Man United inspiration Shaw has capitalised on big break

Jacque Talbot
Victor Lindelof, Jose Mourinho, Ole Gunnar Solskjaer and Luke Shaw

Luke Shaw has overcome the physical demons of a double leg fracture and the mental tests of Jose Mourinho to emerge at Manchester United.


Traditionally, fans love an underdog success story. The defying of the odds, the taking down of the elite, those historical giant-killings wrapped up in schadenfreude: we’re all so wilfully seduced by such spectacle.

By contrast, we’re also incredibly impatient. Yes, we will stand beside our heroes as they attempt to rejuvenate, build up their chest muscles and climb up the concave wall to metaphorical victory, but by God, they better not take their time over it.

Our newfound infatuation with Luke Shaw is a stark example of such behaviour. It’s like we hastily shoved past the original snoozefest of his more troublesome years when he was recovering from a double leg fracture and immediately stuck on the Hollywood reimagined sequel at the first opportunity, our protagonist now laden in heavy armour and brandishing cold iron, all shiny and ready for the improbable push to the league title with his club and the forthcoming European Championship tournament for his country.
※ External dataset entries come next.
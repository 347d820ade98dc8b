//! `run` command implementation.

use anyhow::{Context, Result};
use std::time::Duration;
use tracing::{info, warn};

use crate::cli::RunArgs;
use crate::error::CliError;
use crate::pipeline::{Pipeline, PipelineConfig};

/// Execute the `run` command
pub async fn run_pipeline(args: &RunArgs) -> Result<()> {
    info!(config = %args.config.display(), "Loading configuration");

    // Validate config path
    if !args.config.exists() {
        return Err(CliError::config_not_found(args.config.display().to_string()).into());
    }

    // Load and parse configuration
    let mut blueprint = config_loader::ConfigLoader::load_from_path(&args.config)
        .with_context(|| format!("Failed to load config from {}", args.config.display()))?;

    // Apply CLI overrides
    if let Some(policy) = args.drop_policy {
        info!(policy = ?policy, "Overriding drop policy from CLI");
        blueprint.dispatch.drop_policy = policy.into();
    }
    if let Some(ms) = args.close_timeout_ms {
        info!(close_timeout_ms = ms, "Overriding close timeout from CLI");
        blueprint.dispatch.close_timeout_ms = if ms == 0 { None } else { Some(ms) };
    }

    info!(
        sinks = blueprint.sinks.len(),
        drop_policy = ?blueprint.dispatch.drop_policy,
        wait_on_close = blueprint.dispatch.wait_on_close,
        "Configuration loaded"
    );

    // Dry run - just validate and exit
    if args.dry_run {
        info!("Dry run mode - configuration is valid, exiting");
        print_config_summary(&blueprint);
        return Ok(());
    }

    // Build pipeline configuration
    let pipeline_config = PipelineConfig {
        blueprint,
        input: args.input.clone(),
        max_records: if args.max_records == 0 {
            None
        } else {
            Some(args.max_records)
        },
        timeout: if args.timeout == 0 {
            None
        } else {
            Some(Duration::from_secs(args.timeout))
        },
        report_interval: if args.report_interval == 0 {
            None
        } else {
            Some(Duration::from_secs(args.report_interval))
        },
        metrics_port: if args.metrics_port == 0 {
            None
        } else {
            Some(args.metrics_port)
        },
    };

    let pipeline = Pipeline::new(pipeline_config);

    info!("Starting pipeline...");
    let stats = pipeline
        .run(shutdown_signal())
        .await
        .context("Pipeline execution failed")?;

    info!(
        records = stats.records_published,
        dropped = stats.total_dropped(),
        duration_secs = stats.duration.as_secs_f64(),
        "Pipeline completed"
    );

    if args.json {
        let json = stats.to_json().context("Failed to serialize run summary")?;
        println!("{}", json);
    } else {
        stats.print_summary();
    }

    info!("Fanout finished");
    Ok(())
}

/// Resolves on Ctrl+C or SIGTERM
async fn shutdown_signal() {
    let ctrl_c = async {
        if let Err(e) = tokio::signal::ctrl_c().await {
            warn!(error = %e, "Failed to install Ctrl+C handler");
            std::future::pending::<()>().await;
        }
    };

    #[cfg(unix)]
    let terminate = async {
        match tokio::signal::unix::signal(tokio::signal::unix::SignalKind::terminate()) {
            Ok(mut signal) => {
                signal.recv().await;
            }
            Err(e) => {
                warn!(error = %e, "Failed to install SIGTERM handler");
                std::future::pending::<()>().await;
            }
        }
    };

    #[cfg(not(unix))]
    let terminate = std::future::pending::<()>();

    tokio::select! {
        _ = ctrl_c => {},
        _ = terminate => {},
    }
}

/// Print configuration summary for dry-run mode
fn print_config_summary(blueprint: &contracts::FanoutBlueprint) {
    println!("\n=== Configuration Summary ===\n");
    println!("Dispatch:");
    println!("  Drop policy: {:?}", blueprint.dispatch.drop_policy);
    if let Some(ms) = blueprint.dispatch.block_timeout_ms {
        println!("  Block timeout: {} ms", ms);
    }
    println!("  Wait on close: {}", blueprint.dispatch.wait_on_close);
    match blueprint.dispatch.close_timeout_ms {
        Some(ms) => println!("  Close timeout: {} ms", ms),
        None => println!("  Close timeout: none"),
    }

    println!("\nSinks ({}):", blueprint.sinks.len());
    for sink in &blueprint.sinks {
        println!(
            "  - {} ({}) queue={} retries={}",
            sink.name,
            sink.sink_type.as_str(),
            sink.policy.queue_capacity,
            sink.policy.retry_times
        );
    }

    println!();
}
But a look back at Shaw’s nascent years at Old Trafford is warranted given it’s the precise reason he’s grown to be the player he is today.

There was a degree of leniency in the aftermath of his injury in September 2015. It took six months before he was even training again, then many more to relearn muscle memory. But seasons went by and he still lagged. Managers came and went, voices of naysayers, who were initially shot down, got louder: the meek Shaw was soon nothing but a trundling shadow of his zestful Southampton self, scurrying haplessly along the sidelines and seemingly carrying the entirety of his £27million price on his back. It was a sad sight, this has-been not even in touching distance of his mid-20s now puffing red-cheeked amid thousands in the Sir Alex Ferguson Stand with raised eyebrows and loud exhales over another misplaced pass in the space of five minutes.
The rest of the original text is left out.